Thursday night’s NEMA Boston Louie Memorial Classic did not disappoint any of the 4000+ fans in attendance at Seekonk, MA Speedway and turned out to be the perfect event for NEMA’s second nationally televised races in its 61 year history. Both the NEMA Midgets and the NEMA Lites provided all the action and drama a spectator or viewer could want and brought an impressive field of nearly fifty cars from up and down the East Coast to Seekonk Speedway.

The season’s largest field of midgets turned out for the series’ most prestigious race of the season. Something the late “Boston” Louie Seymour – the “man who traveled a million miles” would have been proud of.

In the NEMA event, pole sitter Jim SantaMaria jumped out into an early lead. He was quickly pursued by reigning NASCAR Whelen Modified Tour champion, Doug Coby – in the Bertrand Motorports #74. Coby, a heat winner, looked to catch SantaMaria in lapped traffic on the tenth circuit, but then began fading, with what ended up being a mechanical issue that ended his night later in the race.

Eleven laps in, Coby was overtaken by 5 time champion and defending race winner, Randy Cabral, and then Cabral quickly moved by SantaMaria into the lead. Further back, Todd Bertrand in the Bertrand Motorsports #39, was making a charge to the front. He moved into second on the fourteenth circuit, and began to chop away at Cabral’s ten car length lead.

Bertrand’s break came when the caution would fly with six laps remaining.

“I had been running the high line, letting the car ‘float’ through the corners, and saving my tires. I saw Randy haze the right rear tire a few times, and knew if he kept doing that, I’d have a good shot,” said Bertrand.
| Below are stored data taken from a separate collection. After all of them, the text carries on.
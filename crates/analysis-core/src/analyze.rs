//! One-shot analysis pass: ingest both exports, extract and classify
//! mentions, aggregate, and render the report workbook.

use std::path::Path;

use tracing::info;

use crate::aggregate::aggregate;
use crate::classify::CategoryMatcher;
use crate::error::AnalysisError;
use crate::extract::extract;
use crate::ingest::read_source_rows;
use crate::model::{
    Category, CategorySummary, ExamBreakdownRow, SourceRow, SourceTag, TRANSFERRED_STATUS,
};
use crate::reference::ReferenceTable;

/// Result of one analysis pass. Request-local; nothing is shared or
/// persisted across runs.
#[derive(Debug, Clone, PartialEq)]
pub struct AnalysisReport {
    /// Transferred call count in the "not found" export.
    pub transferred_not_found: usize,
    /// Transferred call count in the "not authorized" export.
    pub transferred_not_authorized: usize,
    pub summaries: Vec<CategorySummary>,
    pub breakdowns: Vec<ExamBreakdownRow>,
    /// The rendered report workbook.
    pub workbook: Vec<u8>,
}

impl AnalysisReport {
    /// Total transferred calls across both exports.
    pub fn total_calls(&self) -> usize {
        self.transferred_not_found + self.transferred_not_authorized
    }

    /// Number of distinct (category, exam name) pairs.
    pub fn unique_exams(&self) -> usize {
        self.breakdowns.len()
    }

    /// Number of categories with at least one mention.
    pub fn categories_found(&self) -> usize {
        self.summaries.len()
    }

    /// Mention count in the mis-transcription bucket.
    pub fn bugs_detected(&self) -> usize {
        self.summaries
            .iter()
            .find(|summary| summary.category == Category::IntitulesIncompris)
            .map(|summary| summary.total)
            .unwrap_or(0)
    }
}

/// Run the full pipeline over the two export files.
pub fn analyze(
    not_found_path: &Path,
    not_authorized_path: &Path,
    reference: &ReferenceTable,
) -> Result<AnalysisReport, AnalysisError> {
    let not_found_rows = read_source_rows(not_found_path, SourceTag::ExamNotFound)?;
    let not_authorized_rows =
        read_source_rows(not_authorized_path, SourceTag::ExamNotAuthorized)?;

    let transferred = |rows: &[SourceRow]| {
        rows.iter()
            .filter(|row| row.status == TRANSFERRED_STATUS)
            .count()
    };
    let transferred_not_found = transferred(&not_found_rows);
    let transferred_not_authorized = transferred(&not_authorized_rows);
    info!(
        not_found = transferred_not_found,
        not_authorized = transferred_not_authorized,
        "transferred calls loaded"
    );

    let matcher = CategoryMatcher::new();
    let mut mentions = extract(&not_found_rows, &matcher, reference);
    mentions.extend(extract(&not_authorized_rows, &matcher, reference));
    info!(mentions = mentions.len(), "exam mentions extracted");

    let (summaries, breakdowns) = aggregate(&mentions);
    info!(
        categories = summaries.len(),
        unique_exams = breakdowns.len(),
        "aggregation complete"
    );

    let workbook = crate::report::render(&summaries, &breakdowns)?;

    Ok(AnalysisReport {
        transferred_not_found,
        transferred_not_authorized,
        summaries,
        breakdowns,
        workbook,
    })
}
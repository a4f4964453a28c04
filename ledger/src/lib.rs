//! Contract Payment Ledger - domain types and pure ledger arithmetic.
//!
//! Models a construction contract through its financial lifecycle: a
//! tax-inclusive total, an initial advance ("payment zero"), incremental
//! estimation payments, and the derived figures the rest of the system
//! reacts to (received total, remaining balance, progress percent).
//!
//! Everything here is a plain value or a pure function. Persistence,
//! transport, and UI are external collaborators: they hand the core a
//! contract record plus its payments and get derived figures back.
//! Derived figures are always recomputed, never trusted from storage.
//!
//! With the `typescript` feature enabled, the domain types can be exported
//! to TypeScript using ts-rs for consistency with the frontend.

pub mod approval;
pub mod ledger;
pub mod types;

// Re-export main types
pub use approval::{ApprovalDocument, ApprovalGate, ApprovalSignal, DocumentStatus};
pub use ledger::{
    compute_ledger, ordered_payments, received_ratio, received_total, tax_amount, total_with_tax,
    LedgerSummary,
};
pub use types::*;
And a shot he did have. When the green flag flew, Bertrand rocketed by Cabral for the lead, and set a blistering pace over the final circuits, turning in an amazing 11.03 fast lap of the day on the 26th lap. He went on to claim a prestigious and impressive victory over Cabral, and John Zych, who also had a very strong run in the JZ Racing #9. Avery Stoehr and former race champion Jeff Abold rounded out the top five.

“This is like a dream come true,” said Bertrand. “I can’t believe we are here in victory lane. The car was absolutely perfect today, and we got some good breaks. I can’t thank my Dad, brother, and girlfriend (Mariah) enough for all they do to get me here to victory lane,” he concluded.

In the Lites race, defending race champion PJ Stergios started the race from the pole, but didn’t have an easy task at hand. He jumped out into the lead early, but his day didn’t start with a perfect car.

“We struggled all day with a tight car. We made some really big changes before the feature to try to free the car up, and they worked out perfect,” he said.

Stergios fended off a strong field of 26 competitors over three restarts through out the course of the feature.

An impressive run was put forth by Dylan Duhaime, who chased Stergios home in second, and also started deep in the field, in thirteenth spot.

“We discovered that the shock tower on the car was cracked right before practice. We were going to go home, and Bobby Seymour came over and didn’t want to hear it. The Keith Rocco team helped us fix the car in the pits, and we made it out for the second practice. The car was loose, but fast,” he went on to say.

Duhaime’s break came with three laps to go, running fourth, when second and third place runners Randy Cabral and Richie Morrocco came together trying to get around a lapped car, and brought out the caution.

On the restart, Stergios held off Duhaime and claimed the victory. Ryan Bigelow had an exceptional run for a podium finish in third, followed by Anthony Payne, who also had a great run from deep in the field. Jim Chambers rounded out the top five.

NEMA heads to the Oswego Speedway this coming Saturday for the King of the Wings race, an “open” event with time trials, to encourage outside competitors to compete.